沈清辞没说什么“你戴着挺好看”之类的客套话。这种话太轻,配不上这物件现在的状态。她就是那么看着,看着那抹温润的白光在灯影里晃动。
谢临渊正夹了一筷子菜心。
他感觉到了沈清辞的视线。
那视线不重,不尖锐,就是静静地落在他的手上。那种感觉太明显了,像是有根细细的线,轻轻扯了他一下。
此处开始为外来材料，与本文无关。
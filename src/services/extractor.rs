use thirtyfour::error::WebDriverResult;
use thirtyfour::{By, WebDriver, WebElement};

use crate::domain::{assemble_record, GpuRecord};

/// Container class identifying one product card on a listing page.
pub const CARD_CLASS: &str = "item-cell";

const TITLE_CLASS: &str = "item-title";
const PRICE_CLASS: &str = "price-current";
const SHIPPING_CLASS: &str = "price-ship";
const IMAGE_SELECTOR: &str = "a.item-img img";
const LAZY_IMAGE_ATTR: &str = "data-src";

/// Maps every card on the rendered page to a record or a skip. A failing
/// card never aborts the rest of the page.
pub async fn collect_cards(driver: &WebDriver, capture_images: bool) -> (Vec<GpuRecord>, u32) {
    let cards = match driver.find_all(By::ClassName(CARD_CLASS)).await {
        Ok(cards) => cards,
        Err(e) => {
            log::error!("Could not enumerate product cards: {:?}", e);
            return (vec![], 0);
        }
    };

    let mut records: Vec<GpuRecord> = vec![];
    let mut skipped = 0;

    for (idx, card) in cards.iter().enumerate() {
        match read_card(card, capture_images).await {
            Ok(Some(record)) => records.push(record),
            Ok(None) => {
                skipped += 1;
                log::error!("Skipped card {}: missing title or link", idx + 1);
            }
            Err(e) => {
                skipped += 1;
                log::error!("Skipped card {}: {:?}", idx + 1, e);
            }
        }
    }

    (records, skipped)
}

/// `Ok(None)` means the card lacks its required title/link element. Price,
/// shipping and image lookups degrade on their own without failing the card.
async fn read_card(card: &WebElement, capture_images: bool) -> WebDriverResult<Option<GpuRecord>> {
    let title_element = match card.find(By::ClassName(TITLE_CLASS)).await {
        Ok(element) => element,
        Err(_) => return Ok(None),
    };

    let title = title_element.text().await?;
    let link = title_element.attr("href").await?;

    let price = optional_text(card, PRICE_CLASS).await;
    let shipping = optional_text(card, SHIPPING_CLASS).await;
    let image_url = match capture_images {
        true => image_source(card).await,
        false => None,
    };

    Ok(assemble_record(&title, link, price, shipping, image_url))
}

async fn optional_text(card: &WebElement, class_name: &str) -> Option<String> {
    match card.find(By::ClassName(class_name)).await {
        Ok(element) => element
            .text()
            .await
            .ok()
            .map(|text| text.trim().to_string())
            .filter(|text| !text.is_empty()),
        Err(_) => None,
    }
}

async fn image_source(card: &WebElement) -> Option<String> {
    let image = card.find(By::Css(IMAGE_SELECTOR)).await.ok()?;

    let direct = image.attr("src").await.ok().flatten();
    let lazy = image.attr(LAZY_IMAGE_ATTR).await.ok().flatten();

    pick_image_source(direct, lazy)
}

/// Prefers the direct source attribute over the lazy-load one.
fn pick_image_source(direct: Option<String>, lazy: Option<String>) -> Option<String> {
    direct
        .filter(|src| !src.is_empty())
        .or_else(|| lazy.filter(|src| !src.is_empty()))
}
但他没抬头,也没问“你看什么呢”或者“怎么不喝了”。
他就像是完全没察觉一样,把那筷子菜心放进嘴里,慢条斯理地嚼着。
只是在他把筷子放下,重新端起碗喝汤的那一瞬间,他的左手拇指微微动了一下。
不是那种刻意的摆弄,也不是因为紧张。
就是人觉得姿势稍微有点不对,下意识地调整了一下。那枚白玉扳指随着他的动作,在碗沿上轻轻磕了一下,发出“叮”的一声极轻的脆响。
这声响很小,混在筷子碰碗的声音里,几乎听不见。
但沈清辞听见了。
她收回目光,把那汤勺放回锅里。
“咸了就多喝点汤。”
她轻声说了一句,“这汤里没放多少盐,正好兑兑。”
“行。”
谢临渊应了一声,低头喝了一大口。
吃完了饭,天色已经彻底黑透了。
院子里的风有点凉,吹得树梢沙沙响。
谢临渊站起身,理了理衣摆。
“我回去了。”
他说,“明日还要早朝,得早点歇着。”
“那慢点走。”
沈清辞也站了起来,跟着他往外走。
两人一前一后,穿过了正厅,来到了月亮门边。
这月亮门是个圆的洞,把东院和西院给隔开了,又连着。地上的青砖被月光照得发白,像是在地上铺了一层霜。
谢临渊跨出门洞,站在了西院的那一边。
他没急着走,转过身来,看着站在门洞内侧的沈清辞。
“那个匣子……”
他忽然提了一嘴,“摆在那儿挺好。”
沈清辞两手交叠在身前,点了点头。
“嗯,挺好。”
她说,“放那儿透气。”
谢临渊笑了笑,没再说什么。
他转过身,朝着西院的主屋方向走去。
他的步子不快,影子被月光拉得长长的,投在地上。
沈清辞就站在月亮门的这一侧,两只手抓着袖口。她没出门洞,就这么站在阴影里,看着他走。
外面的月光挺亮,照在他身上。
谢临渊左手随着走路的节奏在身侧轻轻摆动。
走到月亮门那棵桂花树的阴影旁时,月光恰好从树缝里漏下来,打在他左手上。
那一瞬间,那枚白玉扳指在夜色里很淡地闪了一下。
不是那种耀眼的反光,就是那种温润的一亮,像是谁家窗里透出来的一盏灯,明明灭灭的。
紧接着,他的身影融进了西院的黑暗里,再也看不清了。
沈清辞站在原地,又看了一会儿那个方向。
院子里静悄悄的,只有远处的更夫敲了一下梆子。
“咚。”
声音传得很远。
沈清辞等到那脚步声彻底听不见了,才松开抓着袖口的手。
“回屋吧。”
她自言自语了一句,转身往回走。刚走了两步,她停下来,把正厅门口挂的那盏灯笼的灯芯挑亮了一点,这才进了屋。